Acá la cosa se complejiza. Ya en 2014, más gorda y con menos dientes, pero siempre marginal, Jacinta vive un estancamiento social y económico que no parece tener solución. Lo que parece querernos dar el personaje (y con él sus guionistas, el productor, el canal de televisión) es una lección ejemplar a gran escala: tú no puedes progresar porque posees todos los atributos que te hemos otorgado, que es la versión más subvalorada de la mujer andina; tu posición invariable al margen del progreso no niega las virtudes del modelo liberal; por el contrario: la confirman.
El epígrafe de Arguedas no es en modo alguno decorativo, sino el deliberado endose a esta situación determinada de una denuncia que sigue siendo actual y pertinente, la que se hace contra una supuesta modernidad que, para ser tal, debe negar su origen, su identidad, su herencia: “dicen que somos el atraso” —que como Jacinta, nos hemos quedado rezagados del progreso por seguir siendo andinos—, y que “nos han de cambiar la cabeza”, inservible y mala, “por otra mejor”. Darcy Ribeyro decía que uno de los efectos malsanos del colonialismo es hacer percibir lo propio como la imagen de lo feo y del mal.
Retomando a Manrique, tal vez ya no se trate de ese tipo de racismo colonial, racismo “de sangre”, sino del racismo más sutil pero a la vez más eficaz, de un nuevo orden neocolonial construido con viejos prejuicios y propalado masivamente a través de los mass media hacia las nuevas clases medias y clases populares peruanas, que lo convierten, casi sin darse cuenta, en subjetividad, mentalidad, ideología. Es así como el racismo se instala alegre, casi despreocupadamente, en el buen sentido popular.
Colofón: paisanas, las del futuro
Es muy saludable que haya un sector de la población —lo que se llama la intelligentsia— que haya debatido y esgrimido argumentos a favor de la erradicación de personajes como la “paisana Jacinta” de la televisión peruana. Saludable también es la rápida reacción en defensa de la congresista Hilaria Supa, víctima —na vez más— de expresiones intolerables de racismo. Es saludable que las diferentes “paisanas”, y sus hijas, y sus nietas, hayan progresado no solo económica, sino también cultural y espiritualmente. Y es justamente porque la sociedad peruana ha dejado de estar tan jerarquizada que Jacinta provoca la indignación que hasta hace apenas 15 años hubiera sido impensable. Porque las Jacintas se educan, reclaman sus derechos, aspiran a posiciones de representación política. Y la resistencia es proporcional a este avance social. Creo que hay una invisible pero muy poderosa línea que une la infame foto sobre la mala ortografía (en español) de la congresista quechuahablante Hilaria Supa y el regreso a la pantalla chica, en horario estelar, de éste tan aborrecible personaje de la “paisana Jacinta”, una recta que traza también las exclusiones en las playas, en las discotecas de moda, en el espacio público.
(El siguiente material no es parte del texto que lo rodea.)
//! Straight-line go-to-goal action
//!
//! Drives directly at a goal pose with a square-root velocity profile that
//! decelerates smoothly into the goal: `v = sqrt(2 · remaining · decel)`,
//! capped at the configured speed. When the heading error exceeds the
//! turn-in-place threshold the forward channel is withheld and a raised
//! rotational speed bound is requested instead, so a goal behind the robot
//! produces a pivot rather than a wide arc.
//!
//! # Goal modes
//!
//! - Position mode: done when within `close_dist` of the goal point.
//! - Distance-only mode: done when the travelled distance reaches the
//!   distance to the goal at the time it was set; useful when localization
//!   drift would otherwise chase a moving target.
//! - Encoder-frame goals: all math runs against the raw encoder pose, the
//!   ground truth for relative moves.
//!
//! Achievement additionally requires the measured speed to be near zero, so
//! the goal is not declared done while still coasting through it.

use super::{Action, DesiredMotion, FULL_STRENGTH};
use crate::robot::RobotHandle;
use crate::types::{Pose, sub_degrees};

/// Speed below which the robot counts as stopped for goal achievement (mm/s)
const ACHIEVED_VEL_EPSILON: f64 = 5.0;

/// Goal-seeking state machine
#[derive(Debug, Clone, Copy, PartialEq, Eq)]
pub enum GoalState {
    /// No goal set; the action contributes nothing
    NoGoal,
    /// Actively driving toward the goal
    GoingToGoal,
    /// Goal reached; the action contributes nothing until a new goal
    AchievedGoal,
}

/// Action that drives straight to a goal pose
pub struct GotoStraight {
    name: String,
    robot: Option<RobotHandle>,
    desired: DesiredMotion,
    active: bool,
    state: GoalState,
    goal: Pose,
    use_encoder_goal: bool,
    backing: bool,
    just_distance: bool,
    speed: f64,
    close_dist: f64,
    turn_thresh: f64,
    max_turn_speed: f64,
    max_rot_vel: f64,
    decel: f64,
    dist: f64,
    dist_travelled: f64,
    last_pose: Pose,
}

impl GotoStraight {
    /// Create the action with a maximum driving speed in mm/s
    pub fn new(name: &str, speed: f64) -> Self {
        Self {
            name: name.to_string(),
            robot: None,
            desired: DesiredMotion::new(),
            active: true,
            state: GoalState::NoGoal,
            goal: Pose::default(),
            use_encoder_goal: false,
            backing: false,
            just_distance: false,
            speed,
            close_dist: 100.0,
            // 360 means "never turn in place"; opt in via set_turn_thresh
            turn_thresh: 360.0,
            max_turn_speed: 0.0,
            max_rot_vel: 0.0,
            decel: 200.0,
            dist: 0.0,
            dist_travelled: 0.0,
            last_pose: Pose::default(),
        }
    }

    /// Drive to a goal in the global frame
    ///
    /// `backing` approaches the goal in reverse; `just_distance` switches to
    /// distance-only achievement.
    pub fn set_goal(&mut self, goal: Pose, backing: bool, just_distance: bool) {
        let Some(robot) = &self.robot else {
            log::error!("{}: goal set before attach, ignored", self.name);
            return;
        };
        let pose = robot.pose();
        self.state = GoalState::GoingToGoal;
        self.goal = goal;
        self.use_encoder_goal = false;
        self.backing = backing;
        self.just_distance = just_distance;
        self.dist = pose.distance_to(&goal);
        self.dist_travelled = 0.0;
        self.last_pose = pose;
    }

    /// Drive to a goal given as a distance and relative heading from the
    /// current pose
    pub fn set_goal_rel(
        &mut self,
        dist: f64,
        delta_heading_deg: f64,
        backing: bool,
        just_distance: bool,
    ) {
        let Some(robot) = &self.robot else {
            log::error!("{}: goal set before attach, ignored", self.name);
            return;
        };
        let pose = robot.pose();
        let goal = pose.offset(dist, pose.heading + delta_heading_deg);
        self.set_goal(goal, backing, just_distance);
    }

    /// Drive to a goal in the encoder frame
    pub fn set_encoder_goal(&mut self, goal: Pose, backing: bool, just_distance: bool) {
        let Some(robot) = &self.robot else {
            log::error!("{}: goal set before attach, ignored", self.name);
            return;
        };
        let pose = robot.encoder_pose();
        self.state = GoalState::GoingToGoal;
        self.goal = goal;
        self.use_encoder_goal = true;
        self.backing = backing;
        self.just_distance = just_distance;
        self.dist = pose.distance_to(&goal);
        self.dist_travelled = 0.0;
        self.last_pose = pose;
    }

    /// Abandon the current goal from any state
    pub fn cancel_goal(&mut self) {
        self.state = GoalState::NoGoal;
    }

    /// True once the goal has been achieved
    pub fn has_achieved_goal(&self) -> bool {
        self.state == GoalState::AchievedGoal
    }

    /// Current goal-seeking state
    pub fn goal_state(&self) -> GoalState {
        self.state
    }

    /// Maximum driving speed (mm/s)
    pub fn set_speed(&mut self, mm_per_sec: f64) {
        self.speed = mm_per_sec;
    }

    /// Position-mode achievement radius (mm)
    pub fn set_close_dist(&mut self, mm: f64) {
        self.close_dist = mm;
    }

    /// Heading error above which the action turns in place (degrees)
    pub fn set_turn_thresh(&mut self, deg: f64) {
        self.turn_thresh = deg;
    }

    /// Rotational speed bound requested while turning in place (deg/s,
    /// 0 disables)
    pub fn set_max_turn_speed(&mut self, deg_per_sec: f64) {
        self.max_turn_speed = deg_per_sec;
    }

    /// Rotational speed bound requested while driving (deg/s, 0 disables)
    pub fn set_max_rot_vel(&mut self, deg_per_sec: f64) {
        self.max_rot_vel = deg_per_sec;
    }

    /// Deceleration constant of the approach profile (mm/s²)
    pub fn set_decel(&mut self, mm_per_sec2: f64) {
        self.decel = mm_per_sec2;
    }
}

impl Action for GotoStraight {
    fn name(&self) -> &str {
        &self.name
    }

    fn attach(&mut self, robot: RobotHandle) {
        self.robot = Some(robot);
    }

    fn is_active(&self) -> bool {
        self.active
    }

    fn set_active(&mut self, active: bool) {
        self.active = active;
    }

    fn fire(&mut self, _current: &DesiredMotion) -> Option<DesiredMotion> {
        if self.state != GoalState::GoingToGoal {
            return None;
        }
        let robot = self.robot.as_ref()?;
        self.desired.reset();

        let (pose, vel) = if self.use_encoder_goal {
            robot.with_state(|s| (s.encoder_pose, s.vel))
        } else {
            robot.with_state(|s| (s.pose, s.vel))
        };
        self.dist_travelled += pose.distance_to(&self.last_pose);
        self.last_pose = pose;

        let (dist, at_goal) = if self.just_distance {
            let to_go = self.dist - self.dist_travelled;
            (to_go.abs(), to_go <= 0.0)
        } else {
            let d = pose.distance_to(&self.goal);
            (d, d < self.close_dist)
        };

        if at_goal && vel.abs() < ACHIEVED_VEL_EPSILON {
            log::info!(
                "{}: achieved goal (dist={:.1}mm, vel={:.1}mm/s)",
                self.name,
                dist,
                vel
            );
            self.state = GoalState::AchievedGoal;
            self.desired.set_vel(0.0, FULL_STRENGTH);
            self.desired.set_delta_heading(0.0, FULL_STRENGTH);
            return Some(self.desired);
        }

        let mut bearing = pose.angle_to(&self.goal);
        if self.backing {
            bearing = sub_degrees(bearing, 180.0);
        }
        self.desired.set_heading(bearing, FULL_STRENGTH);

        let heading_err = sub_degrees(pose.heading, bearing);
        if at_goal {
            // Inside the goal radius but still coasting: hold zero velocity
            // until achievement can be declared.
            self.desired.set_vel(0.0, FULL_STRENGTH);
        } else if heading_err.abs() <= self.turn_thresh {
            let mut v = (2.0 * dist * self.decel).sqrt().min(self.speed);
            if self.backing {
                v = -v;
            }
            self.desired.set_vel(v, FULL_STRENGTH);
            if self.max_rot_vel > 0.0 {
                self.desired.set_max_rot_vel(self.max_rot_vel);
            }
        } else if self.max_turn_speed > 0.0 {
            // Goal is behind: no forward motion until the heading error
            // drops below the threshold, and allow a faster pivot.
            self.desired.set_max_rot_vel(self.max_turn_speed);
        }

        Some(self.desired)
    }
}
Me pregunté todo este tiempo, siguiendo una teoría de Diderot, cuál era la “verdad” de este personaje. En La paradoja del comediante Diderot propone que cada personaje tiene una verdad, es decir, algo que excede su forma, condición, objetivo en el drama, y por más amado o repulsivo que fuere. ¿Cuál es la verdad de la “paisana Jacinta”? Y buscando la verdad de Jacinta uno encuentra esto: desigualdades reales exacerbadas y legitimadas como algo natural, estacionamiento social a causa de un determinismo cultural, la negación del progreso mediante la educación. Y es en esto donde radica la eficacia de este personaje, en una sociedad que se resiste a admitir algo que a muchos nos parece indiscutible: que todos tenemos los mismos derechos. Hay pues una lucha ética, jurídica y política que entablar contra el mal, del cual el racismo es una forma. Erradicar toda forma de discriminación y exclusión de aquéllos a los que, a fuerza de que nos lo repitan, se considera insalvablemente inferiores. No lo olvidemos: a pesar de sus variables, es un mismo racismo, el de la trata de esclavos de los siglos XVII y XVIII, el de la guerra de Kosovo y la “limpieza étnica”, el que ha escrito toda una larga historia con sangre.